840 Zenobia

Discovery
- Discovered by: Max Wolf
- Discovery site: Heidelberg
- Discovery date: 25 September 1916

Designations
- Pronunciation: /zɛˈnoʊbiə/
- Alternative designations: 1916 AK

Orbital characteristics
- Epoch 31 July 2016 (JD 2457600.5)
- Uncertainty parameter 0
- Observation arc: 99.23 yr (36243 d)
- Aphelion: 3.4448 AU (515.33 Gm)
- Perihelion: 2.8197 AU (421.82 Gm)
- Semi-major axis: 3.1322 AU (468.57 Gm)
- Eccentricity: 0.099775
- Orbital period (sidereal): 5.54 yr (2024.8 d)
- Mean anomaly: 73.117°
- Mean motion: 0° 10^{m} 40.08^{s} / day
- Inclination: 9.9848°
- Longitude of ascending node: 272.773°
- Argument of perihelion: 10.358°
- Earth MOID: 1.80367 AU (269.825 Gm)
- Jupiter MOID: 1.68787 AU (252.502 Gm)
- T_{Jupiter}: 3.182

Physical characteristics
- Synodic rotation period: 5.565 h (0.2319 d)
- Absolute magnitude (H): 10.0

= 840 Zenobia =

Minor planet

840 Zenobia is a minor planet orbiting the Sun.

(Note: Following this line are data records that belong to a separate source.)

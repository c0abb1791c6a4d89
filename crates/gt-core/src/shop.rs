//! The shop contract.

use serde::{Deserialize, Serialize};

use crate::hunter::Hunter;

/// Whether the hunter wants to buy or sell.
#[derive(Debug, Clone, Copy, PartialEq, Eq, Serialize, Deserialize)]
pub enum ShopChoice {
    /// Buy an item from the shop.
    Buy,
    /// Sell an item to the shop.
    Sell,
}

impl ShopChoice {
    /// Parse a choice from user-supplied input.
    pub fn parse(s: &str) -> Option<Self> {
        match s.trim().to_lowercase().as_str() {
            "b" | "buy" => Some(Self::Buy),
            "s" | "sell" => Some(Self::Sell),
            _ => None,
        }
    }
}

impl std::fmt::Display for ShopChoice {
    fn fmt(&self, f: &mut std::fmt::Formatter<'_>) -> std::fmt::Result {
        match self {
            Self::Buy => write!(f, "buy"),
            Self::Sell => write!(f, "sell"),
        }
    }
}

/// The transaction surface a town delegates to.
///
/// The shop talks to the player through its own channel; the town never
/// inspects what happened inside a visit.
pub trait Shop {
    /// Run one shop visit for `hunter`.
    fn enter(&mut self, hunter: &mut dyn Hunter, choice: ShopChoice, samurai_mode: bool);
}
//! Error types for the town engine.

use thiserror::Error;

/// Result type for town operations.
pub type TownResult<T> = Result<T, TownError>;

/// Errors that can occur during a town visit.
#[derive(Debug, Error)]
pub enum TownError {
    /// A hunter-dependent action was invoked before any hunter arrived.
    #[error("no hunter is in town")]
    NoHunter,
}
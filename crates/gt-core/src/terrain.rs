//! Terrain surrounding a town and the item needed to cross it.
//!
//! Terrain is fixed when a town is founded and never changes. Leaving town
//! means crossing it, which takes one specific piece of kit. The bucket
//! boundaries in [`Terrain::from_roll`] are literal values, not multiples
//! of 1/6; they are part of the crossing contract.

use serde::{Deserialize, Serialize};

/// The terrain surrounding a town.
#[derive(Debug, Clone, Copy, PartialEq, Eq, Hash, Serialize, Deserialize)]
pub enum Terrain {
    /// High passes; crossed with a rope.
    Mountains,
    /// Open water; crossed with a boat.
    Ocean,
    /// Grassland; crossed on horseback.
    Plains,
    /// Dry wasteland; crossed with water.
    Desert,
    /// Sodden ground; crossed with boots.
    Marsh,
    /// Dense growth; crossed with a machete.
    Jungle,
}

impl Terrain {
    /// Bucket a uniform [0, 1) draw into a terrain.
    ///
    /// Intervals are half-open: Mountains [0, .16), Ocean [.16, .33),
    /// Plains [.33, .5), Desert [.5, .66), Marsh [.66, .83),
    /// Jungle [.83, 1). Values outside [0, 1) fall into the end buckets.
    pub fn from_roll(roll: f64) -> Self {
        if roll < 0.16 {
            Self::Mountains
        } else if roll < 0.33 {
            Self::Ocean
        } else if roll < 0.5 {
            Self::Plains
        } else if roll < 0.66 {
            Self::Desert
        } else if roll < 0.83 {
            Self::Marsh
        } else {
            Self::Jungle
        }
    }

    /// The item a hunter must carry to cross this terrain.
    pub fn required_item(self) -> &'static str {
        match self {
            Self::Mountains => "Rope",
            Self::Ocean => "Boat",
            Self::Plains => "Horse",
            Self::Desert => "Water",
            Self::Marsh => "Boots",
            Self::Jungle => "Machete",
        }
    }

    /// All terrains in bucket order.
    pub fn all() -> &'static [Self] {
        &[
            Self::Mountains,
            Self::Ocean,
            Self::Plains,
            Self::Desert,
            Self::Marsh,
            Self::Jungle,
        ]
    }
}

impl std::fmt::Display for Terrain {
    fn fmt(&self, f: &mut std::fmt::Formatter<'_>) -> std::fmt::Result {
        match self {
            Self::Mountains => write!(f, "Mountains"),
            Self::Ocean => write!(f, "Ocean"),
            Self::Plains => write!(f, "Plains"),
            Self::Desert => write!(f, "Desert"),
            Self::Marsh => write!(f, "Marsh"),
            Self::Jungle => write!(f, "Jungle"),
        }
    }
}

It was discovered by German astronomer Max Wolf at Heidelberg on September 25, 1916. The origin of the name is uncertain, but it may be named after the Slavic god of the hunt.

Photometric observations of the asteroid during 2006 at the Palmer Divide Observatory in Colorado Springs, Colorado, were used to generate a light curve with a period of 5.565 ± 0.005 hours and a variation in brightness of 0.20 ± 0.02 magnitude.